快楽主義者によると、答えは「はい」でなければならない。経験マシンでの人生は、適切な経験ファイルをダウンロードしていれば完璧だ。仮定上、あなたは素晴らしい快楽と信じられないほど素晴らしい経験の最適なバランスを手に入れているはずだ。仮定上、マシンはそれを私たちに与えている。そして、快楽主義者によると、それが人間の幸福の全てであるなら、それ以上があるはずはない。欠けているものがあるはずはない。
でも、自分が経験マシンに接続された状態で人生を過ごしたいかどうか考えると、答えは「いいえ」だ。そして、この例について議論するほとんどの人が、人生を経験マシンに接続された状態で過ごしたいかどうか尋ねると、同じように「いいえ」と答えることに気づいた。もし答えが「いいえ」なら、快楽主義は間違っていることになる。
経験マシンでの人生が、人生で価値あるものを全て与えてくれないなら、最高の生活には「内面」を正しくすること以上のものがあるってことだ。
経験マシンは快楽を正しく与える——経験も、精神状態も、内面も正しく与える——しかし、経験マシンでの人生が人生で望むべき全てじゃないなら、最高の生活には「内面」を正しくすること以上のものがあるってことだ。快楽主義は間違ってる。
もちろん、私はこの種の例を長年議論してきた。だから、経験マシンでの人生は、正しいデータファイルが再生されていれば完璧だ、と考える人がいることは知ってる。でも、大多数の人は「いや、その人生には何かが欠けている」と言う。それは人間の存在の理想ではないし、私たちが想像できる最高の生活でもない。
もしあなたが「何かが欠けている」と考えるなら、自分に問わなければならない。何が欠けているのか?経験マシンに何が問題なのか?

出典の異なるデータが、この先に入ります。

//! Framework table.
//!
//! Each framework maps to a fixed set of action templates. Templates are
//! resolved against the analyzed video during candidate generation.

use adforge_models::{ActionKind, Framework, ProblemType, SegmentType};

/// Asset the Proof Stack framework overlays when the ad has no proof.
pub const TESTIMONIAL_ASSET: &str = "testimonial_card";

/// Which segments of the target type an action applies to.
#[derive(Debug, Clone, Copy, PartialEq, Eq)]
pub enum TargetScope {
    /// First segment of the type, by id
    First,
    /// Last segment of the type, by id
    Last,
    /// Every segment of the type
    All,
}

/// One action a framework wants to take.
#[derive(Debug, Clone, Copy)]
pub struct ActionTemplate {
    pub kind: ActionKind,
    pub target: SegmentType,
    pub scope: TargetScope,
    pub factor: Option<f64>,
    pub asset: Option<&'static str>,
    pub intent: &'static str,
    /// Problems this action contributes to solving
    pub addresses: &'static [ProblemType],
}

/// Static description of a framework.
#[derive(Debug, Clone, Copy)]
pub struct FrameworkSpec {
    pub framework: Framework,
    pub solves: &'static [ProblemType],
    /// Minimum severity of a solved problem before the framework is considered
    pub min_severity: f64,
    pub base_risk: f64,
    pub base_cost: f64,
    /// Multiplier on the impact term
    pub effectiveness: f64,
    pub needs_reorder: bool,
    pub actions: &'static [ActionTemplate],
}

impl FrameworkSpec {
    /// Whether this framework is triggered by a problem of the given severity.
    pub fn triggered_by(&self, problem: ProblemType, severity: f64) -> bool {
        self.solves.contains(&problem) && severity >= self.min_severity
    }
}

const fn action(
    kind: ActionKind,
    target: SegmentType,
    scope: TargetScope,
    factor: Option<f64>,
    intent: &'static str,
    addresses: &'static [ProblemType],
) -> ActionTemplate {
    ActionTemplate {
        kind,
        target,
        scope,
        factor,
        asset: None,
        intent,
        addresses,
    }
}

use ActionKind::{Compress, Emphasize, Merge, Remove, Reorder, Split};
use ProblemType::{
    AttentionDrop, BenefitUnclear, CtaWeak, HookWeak, PacingInconsistent, PacingSlow, ProofMissing,
};
use TargetScope::{All, First, Last};

static HOOK_FIRST: FrameworkSpec = FrameworkSpec {
    framework: Framework::HookFirst,
    solves: &[HookWeak, AttentionDrop],
    min_severity: 0.3,
    base_risk: 0.25,
    base_cost: 0.3,
    effectiveness: 1.0,
    needs_reorder: true,
    actions: &[
        action(Emphasize, SegmentType::Hook, First, Some(0.9), "Let the opening beat land", &[HookWeak]),
        action(Compress, SegmentType::Filler, All, Some(1.4), "Cut dead air before the payoff", &[AttentionDrop]),
        action(Reorder, SegmentType::Benefit, First, Some(0.0), "Lead with the payoff", &[HookWeak]),
    ],
};

static PROBLEM_AGITATE_SOLUTION: FrameworkSpec = FrameworkSpec {
    framework: Framework::ProblemAgitateSolution,
    solves: &[HookWeak, BenefitUnclear, PacingSlow],
    min_severity: 0.35,
    base_risk: 0.45,
    base_cost: 0.5,
    effectiveness: 1.0,
    needs_reorder: true,
    actions: &[
        action(Reorder, SegmentType::Problem, First, Some(0.0), "Open on the pain point", &[HookWeak]),
        action(Emphasize, SegmentType::Solution, First, Some(0.9), "Slow down on the reveal", &[BenefitUnclear]),
        action(Compress, SegmentType::Filler, All, Some(1.3), "Keep the agitation tight", &[PacingSlow]),
    ],
};

static PROOF_STACK: FrameworkSpec = FrameworkSpec {
    framework: Framework::ProofStack,
    solves: &[ProofMissing, CtaWeak],
    min_severity: 0.3,
    base_risk: 0.35,
    base_cost: 0.45,
    effectiveness: 1.0,
    needs_reorder: false,
    actions: &[
        ActionTemplate {
            kind: Emphasize,
            target: SegmentType::Cta,
            scope: Last,
            factor: Some(0.9),
            asset: Some(TESTIMONIAL_ASSET),
            intent: "Back the offer with a testimonial card",
            addresses: &[ProofMissing, CtaWeak],
        },
        action(Emphasize, SegmentType::Proof, First, Some(0.85), "Hold on the existing proof", &[ProofMissing]),
    ],
};

static DIRECT_RESPONSE: FrameworkSpec = FrameworkSpec {
    framework: Framework::DirectResponse,
    solves: &[CtaWeak],
    min_severity: 0.3,
    base_risk: 0.2,
    base_cost: 0.2,
    effectiveness: 1.0,
    needs_reorder: false,
    actions: &[
        action(Emphasize, SegmentType::Cta, Last, Some(0.85), "Give the offer room to breathe", &[CtaWeak]),
        action(Merge, SegmentType::Benefit, Last, None, "Blend the benefit straight into the offer", &[CtaWeak]),
        action(Compress, SegmentType::Filler, All, Some(1.25), "Reach the offer sooner", &[CtaWeak]),
    ],
};

static RAPID_CUT: FrameworkSpec = FrameworkSpec {
    framework: Framework::RapidCut,
    solves: &[PacingSlow, PacingInconsistent, AttentionDrop],
    min_severity: 0.3,
    base_risk: 0.3,
    base_cost: 0.25,
    effectiveness: 1.0,
    needs_reorder: false,
    actions: &[
        action(Remove, SegmentType::Filler, All, None, "Drop filler beats", &[PacingSlow, AttentionDrop]),
        action(Compress, SegmentType::Problem, All, Some(1.2), "Tighten the setup", &[PacingSlow, PacingInconsistent]),
        action(Split, SegmentType::Solution, First, Some(0.5), "Add a hard cut to reset attention", &[PacingInconsistent, AttentionDrop]),
    ],
};

static STORY_ARC: FrameworkSpec = FrameworkSpec {
    framework: Framework::StoryArc,
    solves: &[BenefitUnclear, AttentionDrop, HookWeak],
    min_severity: 0.4,
    base_risk: 0.55,
    base_cost: 0.55,
    effectiveness: 1.0,
    needs_reorder: true,
    actions: &[
        action(Reorder, SegmentType::Benefit, First, Some(1.0), "Surface the benefit right after the hook", &[BenefitUnclear, HookWeak]),
        action(Reorder, SegmentType::Proof, First, Some(2.0), "Follow the benefit with proof", &[AttentionDrop]),
        action(Emphasize, SegmentType::Benefit, First, Some(0.9), "Dwell on the benefit", &[BenefitUnclear]),
        action(Merge, SegmentType::Problem, Last, None, "Smooth the turn from problem to solution", &[AttentionDrop]),
    ],
};

static GENERIC_POLISH: FrameworkSpec = FrameworkSpec {
    framework: Framework::GenericPolish,
    solves: ProblemType::ALL,
    min_severity: 0.25,
    base_risk: 0.1,
    base_cost: 0.1,
    effectiveness: 0.6,
    needs_reorder: false,
    actions: &[
        action(Compress, SegmentType::Filler, All, Some(1.1), "Trim slack", &[PacingSlow, PacingInconsistent, AttentionDrop]),
        action(Emphasize, SegmentType::Hook, First, Some(0.95), "Slightly hold the opening", &[HookWeak]),
        action(Emphasize, SegmentType::Cta, Last, Some(0.95), "Slightly hold the offer", &[CtaWeak, BenefitUnclear]),
    ],
};

/// Table entry for a framework.
pub fn spec(framework: Framework) -> &'static FrameworkSpec {
    match framework {
        Framework::HookFirst => &HOOK_FIRST,
        Framework::ProblemAgitateSolution => &PROBLEM_AGITATE_SOLUTION,
        Framework::ProofStack => &PROOF_STACK,
        Framework::DirectResponse => &DIRECT_RESPONSE,
        Framework::RapidCut => &RAPID_CUT,
        Framework::StoryArc => &STORY_ARC,
        Framework::GenericPolish => &GENERIC_POLISH,
    }
}

/// All table entries in framework order.
pub fn all() -> impl Iterator<Item = &'static FrameworkSpec> {
    Framework::ALL.iter().map(|f| spec(*f))
}

#[cfg(test)]
mod tests {
    use super::*;

    #[test]
    fn test_table_is_consistent() {
        for entry in all() {
            assert!(!entry.actions.is_empty(), "{} has no actions", entry.framework);
            assert!((0.0..=1.0).contains(&entry.base_risk));
            assert!((0.0..=1.0).contains(&entry.base_cost));

            let reorders = entry.actions.iter().any(|a| a.kind == Reorder);
            assert_eq!(reorders, entry.needs_reorder, "{}", entry.framework);

            // Every action only claims problems the framework solves
            for template in entry.actions {
                for problem in template.addresses {
                    assert!(entry.solves.contains(problem), "{} {}", entry.framework, problem);
                }
            }
        }
    }

    #[test]
    fn test_generic_polish_is_the_only_fallback() {
        let fallbacks: Vec<_> = all().filter(|e| e.framework.is_generic_fallback()).collect();
        assert_eq!(fallbacks.len(), 1);
        assert!(fallbacks[0].effectiveness < 1.0);
    }

    #[test]
    fn test_trigger_respects_min_severity() {
        let story = spec(Framework::StoryArc);
        assert!(!story.triggered_by(HookWeak, 0.35));
        assert!(story.triggered_by(HookWeak, 0.4));
        assert!(!story.triggered_by(CtaWeak, 0.9));
    }
}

この質問に対する答えは、人によって異なるだろう。もし時間があれば、幸福に関する対立する理論を詳細に説明できる。これらの理論は、「経験マシンに何が欠けているのか?」と「経験マシンに欠けているものがなぜ価値があるのか?」という質問に対する答えが、興味深い点で互いに異なる。幸福に関する異なる理論は、これらの質問に異なる答えを提供する。しかし、それらの代替理論を体系的に追求する代わりに、その種の生活から欠けていると思われるいくつかの点に言及したいと思う。
まず第一に、そしておそらく最も明白なのは、科学者の研究室でただ浮遊しているだけで人生を過ごしているなら、実際には何も成し遂げていないということである。
あなたは、人生から得ようと思っていたものを実際に得ていない。あなたは山を登りたいと思っていたのに、実際には山を登っていない。ただそこに浮いているだけだ。あなたは偉大なアメリカ小説を書きたいと思っていたのに、実際には書いていない。ただそこに浮いているだけだ。あなたはがんの治療法を見つけたいと思っていたのに、実際には見つけていない。ただそこに浮いているだけだ。あなたは愛されたいと思っていたのに、実際には愛されていない。ただ浮いているだけだ。(科学者以外、誰もあなたの存在を知らない!)
あなたは宇宙での自分の位置を知りたかったが、その知識もない。なぜなら、あなたは小説を書いている、癌の治療法を見つけている、エベレストに登っていると思っているが、それらのことすべてについて完全に欺かれているからだ。だから、その種の自己認識もないのである。